### WHAT IS EXPECTED
Your answer should be every line from the records that contains "struct".
-- Opening Marker --
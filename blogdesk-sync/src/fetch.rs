//! Authoritative entry fetch with stale-cache detection.

use crate::error::{SyncError, SyncResult};
use crate::gateway::BlogGateway;
use blogdesk_types::{BlogPost, EntryFilter, EntryId};
use tracing::{debug, warn};

/// What to fetch, plus what the caller already knows about it.
#[derive(Debug, Clone, PartialEq, Eq)]
pub struct FetchRequest {
    pub entry_id: EntryId,
    /// Filters of the list view the entry was opened from.
    pub filters: Option<EntryFilter>,
    /// Last-modified time the list view showed for the entry.
    pub last_modified: Option<i64>,
}

impl FetchRequest {
    pub fn new(entry_id: EntryId) -> Self {
        Self {
            entry_id,
            filters: None,
            last_modified: None,
        }
    }
}

/// Fetches the current server copy of an entry.
///
/// The single-entry fetch is tried first. When the caller came from a
/// filtered list (an empty filter set counts as none), a missing or
/// outdated result (or a transport failure) triggers a fetch with those
/// filters. If the entry is not in that list
/// either, an outdated single-entry result is still returned; any other
/// first failure is reported as is. Rejections are never retried.
pub async fn fetch_entry(gateway: &dyn BlogGateway, request: &FetchRequest) -> SyncResult<BlogPost> {
    let id = request.entry_id;
    let filters = request.filters.as_ref().filter(|f| !f.is_empty());

    let (error, outdated) = match gateway.fetch_by_id(id).await {
        Ok(posts) => match posts.into_iter().find(|p| p.id == id) {
            None => (SyncError::NotFound(format!("entry {id}")), None),
            Some(post) => match (filters, request.last_modified) {
                (Some(_), Some(expected)) if post.lastmodified < expected => (
                    SyncError::Stale {
                        entry_id: id,
                        last_modified: post.lastmodified,
                        expected,
                    },
                    Some(post),
                ),
                _ => return Ok(post),
            },
        },
        Err(e) => (e, None),
    };

    let Some(filters) = filters else {
        return Err(error);
    };
    if error.is_service_rejection() {
        return Err(error);
    }

    debug!("Refetching entry {} with list filters after: {}", id, error);
    let listed = gateway.fetch_by_filter(filters).await?;
    if let Some(post) = listed.into_iter().find(|p| p.id == id) {
        return Ok(post);
    }

    match outdated {
        Some(post) => {
            warn!("Entry {} missing from filtered list; using outdated copy", id);
            Ok(post)
        }
        None => Err(error),
    }
}
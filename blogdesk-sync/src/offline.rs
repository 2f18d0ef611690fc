//! Offline draft persistence.
//!
//! Drafts are keyed by [`EntryKey`]: saving a draft for a key replaces any
//! previous one, so an entry never has more than one pending copy.

use crate::error::{SyncError, SyncResult};
use async_trait::async_trait;
use blogdesk_types::{EntryKey, EntryOption, OfflineEntry, StoredFiles};
use rusqlite::{params, Connection, OptionalExtension, Row};
use std::path::{Path, PathBuf};
use std::sync::{Arc, Mutex};
use tracing::debug;

/// Local store of entries waiting to be sent.
#[async_trait]
pub trait OfflineStore: Send + Sync {
    /// Returns the draft stored for `key`, if any.
    async fn get(&self, key: &EntryKey) -> SyncResult<Option<OfflineEntry>>;

    /// Inserts or replaces the draft for `entry.key`.
    async fn save(&self, entry: &OfflineEntry) -> SyncResult<()>;

    /// Removes the draft for `key`. Missing drafts are not an error.
    async fn delete(&self, key: &EntryKey) -> SyncResult<()>;

    /// All stored drafts, oldest first.
    async fn list(&self) -> SyncResult<Vec<OfflineEntry>>;

    /// Folder where the attachments of `key` are staged.
    fn folder_path(&self, key: &EntryKey) -> PathBuf;
}

/// SQLite-backed draft store.
pub struct SqliteOfflineStore {
    conn: Arc<Mutex<Connection>>,
    files_root: PathBuf,
}

impl SqliteOfflineStore {
    /// Opens (or creates) a store at `path`; attachment folders live under
    /// `files_root`.
    pub fn open(path: impl AsRef<Path>, files_root: impl Into<PathBuf>) -> SyncResult<Self> {
        let conn = Connection::open(path)
            .map_err(|e| SyncError::Storage(format!("failed to open offline store: {e}")))?;
        Self::with_connection(conn, files_root.into())
    }

    /// Opens an in-memory store (for testing).
    pub fn open_in_memory(files_root: impl Into<PathBuf>) -> SyncResult<Self> {
        let conn = Connection::open_in_memory()
            .map_err(|e| SyncError::Storage(format!("failed to open in-memory offline store: {e}")))?;
        Self::with_connection(conn, files_root.into())
    }

    fn with_connection(conn: Connection, files_root: PathBuf) -> SyncResult<Self> {
        conn.execute_batch(
            "
            CREATE TABLE IF NOT EXISTS offline_entries (
                key TEXT PRIMARY KEY,
                created INTEGER NOT NULL,
                subject TEXT NOT NULL,
                summary TEXT NOT NULL,
                summary_format INTEGER NOT NULL,
                options TEXT NOT NULL,
                attachments TEXT,
                last_modified INTEGER NOT NULL
            );
            ",
        )
        .map_err(|e| SyncError::Storage(format!("failed to init offline schema: {e}")))?;

        Ok(Self {
            conn: Arc::new(Mutex::new(conn)),
            files_root,
        })
    }

    async fn with_conn<T, F>(&self, f: F) -> SyncResult<T>
    where
        T: Send + 'static,
        F: FnOnce(&Connection) -> SyncResult<T> + Send + 'static,
    {
        let conn = self.conn.clone();
        tokio::task::spawn_blocking(move || {
            let conn = conn.lock().unwrap_or_else(|e| e.into_inner());
            f(&conn)
        })
        .await
        .map_err(|e| SyncError::Storage(format!("offline store task failed: {e}")))?
    }
}

const SELECT_COLUMNS: &str =
    "SELECT key, created, subject, summary, summary_format, options, attachments, last_modified FROM offline_entries";

type RawRow = (String, i64, String, String, i32, String, Option<String>, i64);

fn read_row(row: &Row<'_>) -> rusqlite::Result<RawRow> {
    Ok((
        row.get(0)?,
        row.get(1)?,
        row.get(2)?,
        row.get(3)?,
        row.get(4)?,
        row.get(5)?,
        row.get(6)?,
        row.get(7)?,
    ))
}

fn decode(raw: RawRow) -> SyncResult<OfflineEntry> {
    let (key, created, subject, summary, summary_format, options, attachments, last_modified) = raw;
    let key: EntryKey = key
        .parse()
        .map_err(|e| SyncError::Storage(format!("invalid key in offline store: {e}")))?;
    let options: Vec<EntryOption> = serde_json::from_str(&options)?;
    let attachments: Option<StoredFiles> = attachments
        .as_deref()
        .map(|s| serde_json::from_str(s))
        .transpose()?;

    Ok(OfflineEntry {
        key,
        created,
        subject,
        summary,
        summary_format,
        options,
        attachments,
        last_modified,
    })
}

#[async_trait]
impl OfflineStore for SqliteOfflineStore {
    async fn get(&self, key: &EntryKey) -> SyncResult<Option<OfflineEntry>> {
        let key = key.to_string();
        let raw = self
            .with_conn(move |conn| {
                let sql = format!("{SELECT_COLUMNS} WHERE key = ?1");
                Ok(conn.query_row(&sql, params![key], read_row).optional()?)
            })
            .await?;
        raw.map(decode).transpose()
    }

    async fn save(&self, entry: &OfflineEntry) -> SyncResult<()> {
        let key = entry.key.to_string();
        let options = serde_json::to_string(&entry.options)?;
        let attachments = entry
            .attachments
            .as_ref()
            .map(serde_json::to_string)
            .transpose()?;
        let entry = entry.clone();

        debug!("Saving offline draft {}", key);
        self.with_conn(move |conn| {
            conn.execute(
                "INSERT OR REPLACE INTO offline_entries
                    (key, created, subject, summary, summary_format, options, attachments, last_modified)
                 VALUES (?1, ?2, ?3, ?4, ?5, ?6, ?7, ?8)",
                params![
                    key,
                    entry.created,
                    entry.subject,
                    entry.summary,
                    entry.summary_format,
                    options,
                    attachments,
                    entry.last_modified,
                ],
            )?;
            Ok(())
        })
        .await
    }

    async fn delete(&self, key: &EntryKey) -> SyncResult<()> {
        let key = key.to_string();
        debug!("Deleting offline draft {}", key);
        self.with_conn(move |conn| {
            conn.execute("DELETE FROM offline_entries WHERE key = ?1", params![key])?;
            Ok(())
        })
        .await
    }

    async fn list(&self) -> SyncResult<Vec<OfflineEntry>> {
        let raws = self
            .with_conn(|conn| {
                let sql = format!("{SELECT_COLUMNS} ORDER BY created ASC, key ASC");
                let mut stmt = conn.prepare(&sql)?;
                let rows = stmt
                    .query_map([], read_row)?
                    .collect::<rusqlite::Result<Vec<_>>>()?;
                Ok(rows)
            })
            .await?;
        raws.into_iter().map(decode).collect()
    }

    fn folder_path(&self, key: &EntryKey) -> PathBuf {
        self.files_root
            .join("blog")
            .join("entries")
            .join(key.to_string())
    }
}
-- Closing Marker --
### SOLUTION
pub struct FetchRequest {
pub struct SqliteOfflineStore {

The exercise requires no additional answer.